*** Opening INPUT DATA ***

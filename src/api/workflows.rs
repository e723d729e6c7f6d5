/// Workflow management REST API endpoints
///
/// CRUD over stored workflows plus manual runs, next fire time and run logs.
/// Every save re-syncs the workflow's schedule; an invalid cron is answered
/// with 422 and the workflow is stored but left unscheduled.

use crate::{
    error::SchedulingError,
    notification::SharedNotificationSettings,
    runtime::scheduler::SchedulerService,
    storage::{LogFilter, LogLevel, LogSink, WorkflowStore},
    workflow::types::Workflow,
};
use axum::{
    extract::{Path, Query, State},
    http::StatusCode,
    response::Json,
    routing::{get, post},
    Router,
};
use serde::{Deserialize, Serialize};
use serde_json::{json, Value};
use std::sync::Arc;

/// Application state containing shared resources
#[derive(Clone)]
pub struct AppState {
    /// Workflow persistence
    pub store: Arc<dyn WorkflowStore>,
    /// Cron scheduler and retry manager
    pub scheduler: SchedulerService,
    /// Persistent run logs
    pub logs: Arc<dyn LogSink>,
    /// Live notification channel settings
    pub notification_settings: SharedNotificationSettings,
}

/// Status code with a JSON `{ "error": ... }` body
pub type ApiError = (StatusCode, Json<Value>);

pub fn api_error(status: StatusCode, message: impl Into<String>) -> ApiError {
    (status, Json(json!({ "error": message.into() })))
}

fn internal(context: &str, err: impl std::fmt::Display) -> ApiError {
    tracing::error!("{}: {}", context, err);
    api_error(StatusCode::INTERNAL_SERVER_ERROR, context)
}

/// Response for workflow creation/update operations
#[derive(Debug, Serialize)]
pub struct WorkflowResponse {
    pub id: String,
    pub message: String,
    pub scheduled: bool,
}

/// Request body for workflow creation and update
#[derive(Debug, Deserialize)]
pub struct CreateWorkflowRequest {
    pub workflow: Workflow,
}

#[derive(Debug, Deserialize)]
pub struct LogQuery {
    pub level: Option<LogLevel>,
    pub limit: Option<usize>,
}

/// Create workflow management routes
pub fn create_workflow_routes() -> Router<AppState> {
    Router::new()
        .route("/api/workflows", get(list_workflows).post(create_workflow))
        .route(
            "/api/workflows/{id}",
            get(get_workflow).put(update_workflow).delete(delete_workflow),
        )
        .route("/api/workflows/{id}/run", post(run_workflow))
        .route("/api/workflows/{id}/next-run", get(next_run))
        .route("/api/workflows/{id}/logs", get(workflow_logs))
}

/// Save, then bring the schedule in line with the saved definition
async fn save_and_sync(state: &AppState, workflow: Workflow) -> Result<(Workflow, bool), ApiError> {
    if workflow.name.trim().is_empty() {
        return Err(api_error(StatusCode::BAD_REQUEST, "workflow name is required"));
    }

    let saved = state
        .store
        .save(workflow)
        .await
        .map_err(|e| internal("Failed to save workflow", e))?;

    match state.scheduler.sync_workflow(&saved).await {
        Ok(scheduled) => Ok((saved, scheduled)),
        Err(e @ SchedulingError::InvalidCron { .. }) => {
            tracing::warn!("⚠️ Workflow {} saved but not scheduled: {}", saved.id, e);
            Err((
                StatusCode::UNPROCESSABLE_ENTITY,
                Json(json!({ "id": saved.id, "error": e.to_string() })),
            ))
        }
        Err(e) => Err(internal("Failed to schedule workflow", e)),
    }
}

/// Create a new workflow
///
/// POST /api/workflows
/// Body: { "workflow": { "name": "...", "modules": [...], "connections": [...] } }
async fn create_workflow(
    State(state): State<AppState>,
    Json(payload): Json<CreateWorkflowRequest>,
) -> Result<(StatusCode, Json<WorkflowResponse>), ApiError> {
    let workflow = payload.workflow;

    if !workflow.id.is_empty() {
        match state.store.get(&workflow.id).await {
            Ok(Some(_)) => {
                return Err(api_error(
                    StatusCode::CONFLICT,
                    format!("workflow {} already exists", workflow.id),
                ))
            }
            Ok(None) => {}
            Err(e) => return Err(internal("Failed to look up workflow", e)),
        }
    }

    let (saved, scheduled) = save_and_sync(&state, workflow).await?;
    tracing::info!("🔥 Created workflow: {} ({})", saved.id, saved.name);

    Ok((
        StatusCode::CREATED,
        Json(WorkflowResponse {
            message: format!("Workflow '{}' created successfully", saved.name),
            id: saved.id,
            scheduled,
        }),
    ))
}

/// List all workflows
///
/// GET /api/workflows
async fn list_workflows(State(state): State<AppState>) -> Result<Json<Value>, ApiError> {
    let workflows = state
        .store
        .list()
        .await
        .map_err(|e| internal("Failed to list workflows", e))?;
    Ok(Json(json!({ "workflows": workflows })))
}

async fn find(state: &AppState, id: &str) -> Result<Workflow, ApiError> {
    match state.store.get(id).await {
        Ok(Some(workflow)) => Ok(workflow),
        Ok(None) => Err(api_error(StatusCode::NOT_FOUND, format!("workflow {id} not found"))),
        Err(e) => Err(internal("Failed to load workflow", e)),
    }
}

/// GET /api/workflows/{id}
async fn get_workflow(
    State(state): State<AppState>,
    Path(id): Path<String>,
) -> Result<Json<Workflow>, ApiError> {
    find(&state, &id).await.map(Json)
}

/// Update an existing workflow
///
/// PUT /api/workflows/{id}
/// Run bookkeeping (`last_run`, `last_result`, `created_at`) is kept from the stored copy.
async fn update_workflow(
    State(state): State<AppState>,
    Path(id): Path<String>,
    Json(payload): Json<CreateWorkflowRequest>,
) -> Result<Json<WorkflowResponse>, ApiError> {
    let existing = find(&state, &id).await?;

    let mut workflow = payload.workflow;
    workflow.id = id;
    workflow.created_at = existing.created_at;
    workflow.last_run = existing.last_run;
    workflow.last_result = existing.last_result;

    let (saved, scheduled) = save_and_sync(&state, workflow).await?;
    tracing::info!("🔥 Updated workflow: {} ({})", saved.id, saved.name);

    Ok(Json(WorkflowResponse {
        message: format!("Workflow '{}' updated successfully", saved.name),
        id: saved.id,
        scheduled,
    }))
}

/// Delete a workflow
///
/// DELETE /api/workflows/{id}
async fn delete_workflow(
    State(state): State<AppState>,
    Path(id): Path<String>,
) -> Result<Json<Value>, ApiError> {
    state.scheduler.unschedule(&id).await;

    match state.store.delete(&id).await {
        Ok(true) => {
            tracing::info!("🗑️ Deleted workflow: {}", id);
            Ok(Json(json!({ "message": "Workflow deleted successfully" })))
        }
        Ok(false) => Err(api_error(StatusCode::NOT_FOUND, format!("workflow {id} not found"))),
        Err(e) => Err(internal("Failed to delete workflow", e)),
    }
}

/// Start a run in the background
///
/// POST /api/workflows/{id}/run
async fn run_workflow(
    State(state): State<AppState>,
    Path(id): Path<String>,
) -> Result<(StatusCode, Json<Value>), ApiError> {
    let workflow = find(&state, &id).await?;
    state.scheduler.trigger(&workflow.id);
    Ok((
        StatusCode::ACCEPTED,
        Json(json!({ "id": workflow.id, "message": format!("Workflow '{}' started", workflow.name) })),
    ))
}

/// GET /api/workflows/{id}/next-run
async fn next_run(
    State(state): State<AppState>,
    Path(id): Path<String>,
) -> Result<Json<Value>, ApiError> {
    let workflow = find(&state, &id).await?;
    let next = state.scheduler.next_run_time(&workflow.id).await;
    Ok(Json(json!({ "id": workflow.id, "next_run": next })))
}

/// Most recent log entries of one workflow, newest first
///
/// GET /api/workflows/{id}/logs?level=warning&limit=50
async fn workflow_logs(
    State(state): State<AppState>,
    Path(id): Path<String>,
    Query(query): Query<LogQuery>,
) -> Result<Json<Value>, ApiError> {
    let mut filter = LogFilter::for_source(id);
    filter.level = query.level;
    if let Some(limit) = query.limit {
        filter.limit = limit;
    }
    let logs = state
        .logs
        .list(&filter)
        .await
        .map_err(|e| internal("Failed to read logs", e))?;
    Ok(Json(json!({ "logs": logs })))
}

*** Closing INPUT DATA ***
*** Opening INPUT DATA ***

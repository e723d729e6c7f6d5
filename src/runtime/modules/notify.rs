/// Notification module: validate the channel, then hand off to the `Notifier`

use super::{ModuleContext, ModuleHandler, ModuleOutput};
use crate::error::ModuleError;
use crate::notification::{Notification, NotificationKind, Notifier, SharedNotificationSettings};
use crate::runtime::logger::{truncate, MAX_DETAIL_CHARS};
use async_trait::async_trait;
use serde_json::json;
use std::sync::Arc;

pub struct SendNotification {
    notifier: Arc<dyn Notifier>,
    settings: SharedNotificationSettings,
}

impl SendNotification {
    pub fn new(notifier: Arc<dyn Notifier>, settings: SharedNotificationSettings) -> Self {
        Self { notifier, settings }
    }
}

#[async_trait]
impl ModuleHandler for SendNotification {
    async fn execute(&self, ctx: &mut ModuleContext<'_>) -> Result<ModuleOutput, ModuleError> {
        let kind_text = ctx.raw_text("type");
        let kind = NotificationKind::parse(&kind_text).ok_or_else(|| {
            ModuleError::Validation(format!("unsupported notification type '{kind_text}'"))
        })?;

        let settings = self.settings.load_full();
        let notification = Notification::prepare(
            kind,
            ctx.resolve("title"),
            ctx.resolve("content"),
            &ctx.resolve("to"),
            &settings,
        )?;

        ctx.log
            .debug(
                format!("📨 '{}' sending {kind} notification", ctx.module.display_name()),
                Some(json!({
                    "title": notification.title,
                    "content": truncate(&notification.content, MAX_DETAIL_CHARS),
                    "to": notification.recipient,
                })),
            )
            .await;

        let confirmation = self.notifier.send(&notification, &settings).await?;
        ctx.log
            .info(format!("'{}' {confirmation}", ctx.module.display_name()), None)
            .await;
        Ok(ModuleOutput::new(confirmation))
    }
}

*** Closing INPUT DATA ***
*** Opening INPUT DATA ***

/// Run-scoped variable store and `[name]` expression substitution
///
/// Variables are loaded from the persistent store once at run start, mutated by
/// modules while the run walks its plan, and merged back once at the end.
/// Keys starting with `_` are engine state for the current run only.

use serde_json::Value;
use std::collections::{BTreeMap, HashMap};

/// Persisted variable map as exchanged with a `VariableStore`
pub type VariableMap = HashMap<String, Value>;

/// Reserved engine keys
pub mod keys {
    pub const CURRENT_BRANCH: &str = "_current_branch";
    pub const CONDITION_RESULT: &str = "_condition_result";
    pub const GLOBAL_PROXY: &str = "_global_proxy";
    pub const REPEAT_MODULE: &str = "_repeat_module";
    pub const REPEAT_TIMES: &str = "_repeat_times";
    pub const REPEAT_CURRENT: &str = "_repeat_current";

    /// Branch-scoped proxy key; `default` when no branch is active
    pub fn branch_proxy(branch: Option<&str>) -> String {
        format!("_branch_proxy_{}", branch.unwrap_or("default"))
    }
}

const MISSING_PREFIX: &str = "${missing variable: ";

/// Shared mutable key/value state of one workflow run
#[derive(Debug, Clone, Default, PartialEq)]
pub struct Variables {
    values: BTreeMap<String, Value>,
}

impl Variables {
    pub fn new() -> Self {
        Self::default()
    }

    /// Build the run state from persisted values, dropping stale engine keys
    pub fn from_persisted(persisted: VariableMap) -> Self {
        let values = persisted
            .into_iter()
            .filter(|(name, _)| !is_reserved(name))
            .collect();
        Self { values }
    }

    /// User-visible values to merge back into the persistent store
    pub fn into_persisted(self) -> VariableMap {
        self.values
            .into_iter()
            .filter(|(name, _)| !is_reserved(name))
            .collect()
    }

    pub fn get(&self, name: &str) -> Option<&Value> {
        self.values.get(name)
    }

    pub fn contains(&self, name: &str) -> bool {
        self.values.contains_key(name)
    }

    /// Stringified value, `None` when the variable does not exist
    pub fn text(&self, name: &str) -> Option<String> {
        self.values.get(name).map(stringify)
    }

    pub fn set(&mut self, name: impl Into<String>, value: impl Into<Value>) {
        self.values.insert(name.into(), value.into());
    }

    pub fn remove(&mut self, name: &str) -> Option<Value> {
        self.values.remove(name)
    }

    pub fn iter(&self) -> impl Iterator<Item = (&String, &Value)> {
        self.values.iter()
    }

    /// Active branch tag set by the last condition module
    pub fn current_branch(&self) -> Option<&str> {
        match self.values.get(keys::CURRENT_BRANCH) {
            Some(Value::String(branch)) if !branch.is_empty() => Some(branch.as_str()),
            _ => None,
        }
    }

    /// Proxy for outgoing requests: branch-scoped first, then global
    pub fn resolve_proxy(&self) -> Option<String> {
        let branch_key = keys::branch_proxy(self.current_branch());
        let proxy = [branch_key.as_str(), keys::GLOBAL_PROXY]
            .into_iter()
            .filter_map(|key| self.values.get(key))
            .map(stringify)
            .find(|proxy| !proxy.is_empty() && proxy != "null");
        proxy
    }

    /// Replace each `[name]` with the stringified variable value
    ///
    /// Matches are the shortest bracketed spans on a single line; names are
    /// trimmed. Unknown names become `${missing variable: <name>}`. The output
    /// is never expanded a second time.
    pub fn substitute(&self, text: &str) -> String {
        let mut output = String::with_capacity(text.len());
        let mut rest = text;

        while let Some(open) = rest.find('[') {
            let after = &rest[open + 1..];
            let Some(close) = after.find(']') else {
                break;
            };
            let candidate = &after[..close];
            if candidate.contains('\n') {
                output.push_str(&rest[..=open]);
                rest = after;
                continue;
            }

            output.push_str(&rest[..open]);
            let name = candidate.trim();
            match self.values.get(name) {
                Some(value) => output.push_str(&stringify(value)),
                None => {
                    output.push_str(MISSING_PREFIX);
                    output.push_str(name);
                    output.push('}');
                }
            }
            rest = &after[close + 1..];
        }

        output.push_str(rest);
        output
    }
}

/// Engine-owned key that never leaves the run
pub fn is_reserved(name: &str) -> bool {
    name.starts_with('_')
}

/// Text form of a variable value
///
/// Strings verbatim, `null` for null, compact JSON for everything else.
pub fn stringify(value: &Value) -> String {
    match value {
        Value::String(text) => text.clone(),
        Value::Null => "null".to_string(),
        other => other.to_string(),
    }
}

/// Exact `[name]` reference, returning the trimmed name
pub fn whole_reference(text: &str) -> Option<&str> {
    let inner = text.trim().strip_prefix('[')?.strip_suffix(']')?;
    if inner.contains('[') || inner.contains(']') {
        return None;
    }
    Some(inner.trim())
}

*** Closing INPUT DATA ***

EXERCISE BRIEF:
Go through the material above and report each line containing "BTreeMap".

RESPONSE TO THE EXERCISE:
use std::collections::{BTreeMap, HashMap};
    values: BTreeMap<String, Value>,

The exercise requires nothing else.